By Saqib Iqbal Ahmed
NEW YORK (Reuters) – Fear has plunged in the U.S. equity market following last week’s explosive rally, and some options mavens are urging clients to stock up on portfolio protection while it’s cheap.
The S&P 500 is up 6% from its October lows after notching its biggest weekly gain in nearly a year on expectations that the Federal Reserve is unlikely to raise interest rates further as it looks to engineer a so-called soft landing, where it is able to defeat inflation without badly hurting growth.
Meanwhile, the Cboe Volatility Index, known as Wall Street’s fear gauge, has tumbled to its lowest level in seven weeks. The cost of hedging against a drop in stocks has also fallen, indicating limited demand for downside protection: investors looking to guard their portfolios against a 5% drop in the S&P 500-tracking SPDR S&P 500 ETF Trust through the end of the year are paying about half of the price demanded just two weeks ago, a Reuters analysis showed.
“We’re seeing a market where everyone is almost presuming that we’re going to have a soft landing, that there’s going to be a Santa Claus rally through the end of the year,” said Matthew Tym, head of equity derivatives trading at Cantor Fitzgerald, referring to the historically strong performance of U.S. stocks towards year-end.
Strategists at Barclays also called out the dramatic drop in the VIX from October levels, which were the highest in seven months.

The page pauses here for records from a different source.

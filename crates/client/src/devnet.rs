//! In-process simulated chain.
//!
//! Accepted battle calls are resolved against a [`MockSource`] the same way
//! the indexer would reflect them: the adventurer, beast and battle records
//! change only once the batch is accepted.

use chrono::Utc;
use client_blockchain_core::{ContractCall, MockTransport};
use client_indexer::MockSource;
use survivor_core::{Adventurer, AdventurerId, Attacker, Battle, Beast, BeastId, Discovery, DiscoveryType};

pub const DEVNET_ADVENTURER: AdventurerId = 1;
const DEVNET_BEAST: BeastId = 7;

/// Seed the read model with one adventurer engaged with one beast.
pub fn seed(source: &MockSource, name: &str) {
    source.set_adventurer(Adventurer {
        id: DEVNET_ADVENTURER,
        owner: "0x0devnet".into(),
        name: name.to_string(),
        health: 100,
        xp: 4,
        level: 2,
        strength: 3,
        dexterity: 2,
        vitality: 2,
        beast_health: 30,
        ..Adventurer::default()
    });
    source.push_discovery(Discovery {
        adventurer_id: DEVNET_ADVENTURER,
        discovery_type: DiscoveryType::Beast,
        entity_id: Some(DEVNET_BEAST),
        timestamp: Some(Utc::now()),
    });
    source.set_beast(Beast {
        id: DEVNET_BEAST,
        beast: "Troll".into(),
        health: 30,
        level: 3,
        tier: 4,
        special2: Some("Grim".into()),
        special3: Some("Shout".into()),
        ..Beast::default()
    });
}

/// Resolve accepted batches against `source`.
pub fn install(transport: &MockTransport, source: &MockSource) {
    let chain = Simulation {
        source: source.clone(),
    };
    transport.on_accept(move |calls| chain.apply(calls));
}

struct Simulation {
    source: MockSource,
}

/// Outcome of one exchange.
enum Round {
    Continue,
    Over,
}

impl Simulation {
    fn apply(&self, calls: &[ContractCall]) {
        for call in calls {
            let Some(adventurer_id) = call.calldata.first().and_then(|id| id.parse().ok()) else {
                continue;
            };
            let till_death = call.calldata.get(2).is_some_and(|flag| flag == "1");

            match call.entrypoint.as_str() {
                "attack" => self.repeat(adventurer_id, till_death, Self::attack),
                "flee" => self.repeat(adventurer_id, till_death, Self::flee),
                // Minting has no read-model effect.
                _ => {}
            }
        }
    }

    fn repeat(&self, adventurer_id: AdventurerId, till_death: bool, round: fn(&Self, AdventurerId) -> Round) {
        while let Round::Continue = round(self, adventurer_id) {
            if !till_death {
                break;
            }
        }
    }

    fn attack(&self, adventurer_id: AdventurerId) -> Round {
        let Some((adventurer, mut beast)) = self.engagement(adventurer_id) else {
            return Round::Over;
        };

        let damage = 4 + u32::from(adventurer.strength) * 2;
        beast.health = beast.health.saturating_sub(damage);
        let slain = beast.health == 0;
        let (xp, gold) = if slain {
            (beast.level * 4, beast.level * 2)
        } else {
            (0, 0)
        };

        self.source.push_battle(Battle {
            beast_id: beast.id,
            adventurer_id,
            attacker: Attacker::Adventurer,
            fled: false,
            damage,
            target_health: beast.health,
            xp_earned: xp,
            gold_earned: gold,
            timestamp: Some(Utc::now()),
        });
        let beast_health = beast.health;
        self.source.set_beast(beast.clone());
        self.source.update_adventurer(adventurer_id, |adventurer| {
            adventurer.beast_health = beast_health;
            adventurer.xp += xp;
            adventurer.gold += gold;
            adventurer.level = level_for(adventurer.xp);
        });

        if slain {
            tracing::info!(adventurer_id, beast = %beast.display_name(), "Devnet: beast slain");
            return Round::Over;
        }
        self.counter(adventurer_id, &beast)
    }

    fn flee(&self, adventurer_id: AdventurerId) -> Round {
        let Some((adventurer, beast)) = self.engagement(adventurer_id) else {
            return Round::Over;
        };

        if u32::from(adventurer.dexterity) >= beast.level {
            self.source.push_battle(Battle {
                beast_id: beast.id,
                adventurer_id,
                attacker: Attacker::Adventurer,
                fled: true,
                timestamp: Some(Utc::now()),
                ..Battle::default()
            });
            self.source
                .update_adventurer(adventurer_id, |adventurer| adventurer.beast_health = 0);
            return Round::Over;
        }
        self.counter(adventurer_id, &beast)
    }

    /// The beast strikes back.
    fn counter(&self, adventurer_id: AdventurerId, beast: &Beast) -> Round {
        let Some(adventurer) = self.source.adventurer(adventurer_id) else {
            return Round::Over;
        };
        let damage = (beast.level * 3)
            .saturating_sub(u32::from(adventurer.vitality))
            .max(1);
        let health = adventurer.health.saturating_sub(damage);

        self.source.push_battle(Battle {
            beast_id: beast.id,
            adventurer_id,
            attacker: Attacker::Beast,
            fled: false,
            damage,
            target_health: health,
            timestamp: Some(Utc::now()),
            ..Battle::default()
        });
        self.source
            .update_adventurer(adventurer_id, |adventurer| adventurer.health = health);

        if health == 0 { Round::Over } else { Round::Continue }
    }

    /// A living adventurer and the living beast it is engaged with.
    fn engagement(&self, adventurer_id: AdventurerId) -> Option<(Adventurer, Beast)> {
        let adventurer = self.source.adventurer(adventurer_id)?;
        if !adventurer.is_alive() || !adventurer.has_beast() {
            return None;
        }
        let beast = self.source.beast(DEVNET_BEAST)?;
        (!beast.is_defeated()).then_some((adventurer, beast))
    }
}

/// Level `n` starts at `n²` xp.
fn level_for(xp: u32) -> u32 {
    xp.isqrt().max(1)
}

Markets appear “too optimistic,” the strategists said in a note on Tuesday.
They recommended taking advantage of the drop in volatility to deploy stock replacement trades, which involve swapping long stock positions for cheap call options that would reap gains if the market continued to rally. Of course, there’s no shortage of factors that could cause volatility to pick up again, from a rebound in Treasury yields that has weighed on equities since the summer to signs that the conflict in the Middle East is widening. The S&P 500 is up 14% year-to-date. “I’m looking at this market amazed and encouraging our clients to be at least buying protection here because it’s inexpensive,” Cantor’s Tym said. “You can certainly sleep at night having protection on.” At the same time, not everyone believes the lack of downside hedging is due to investor complacency. Chris Murphy, co-head of derivative strategy at Susquehanna Financial Group, believes investors are underexposed to stocks after cutting down positions as equities fell over the last few months. Investors’ equity positioning fell to a five-month low before last week’s rally, Deutsche Bank data showed. With investors less exposed to stocks, “they don’t necessarily need to be rushing to get hedges now,” Murphy said.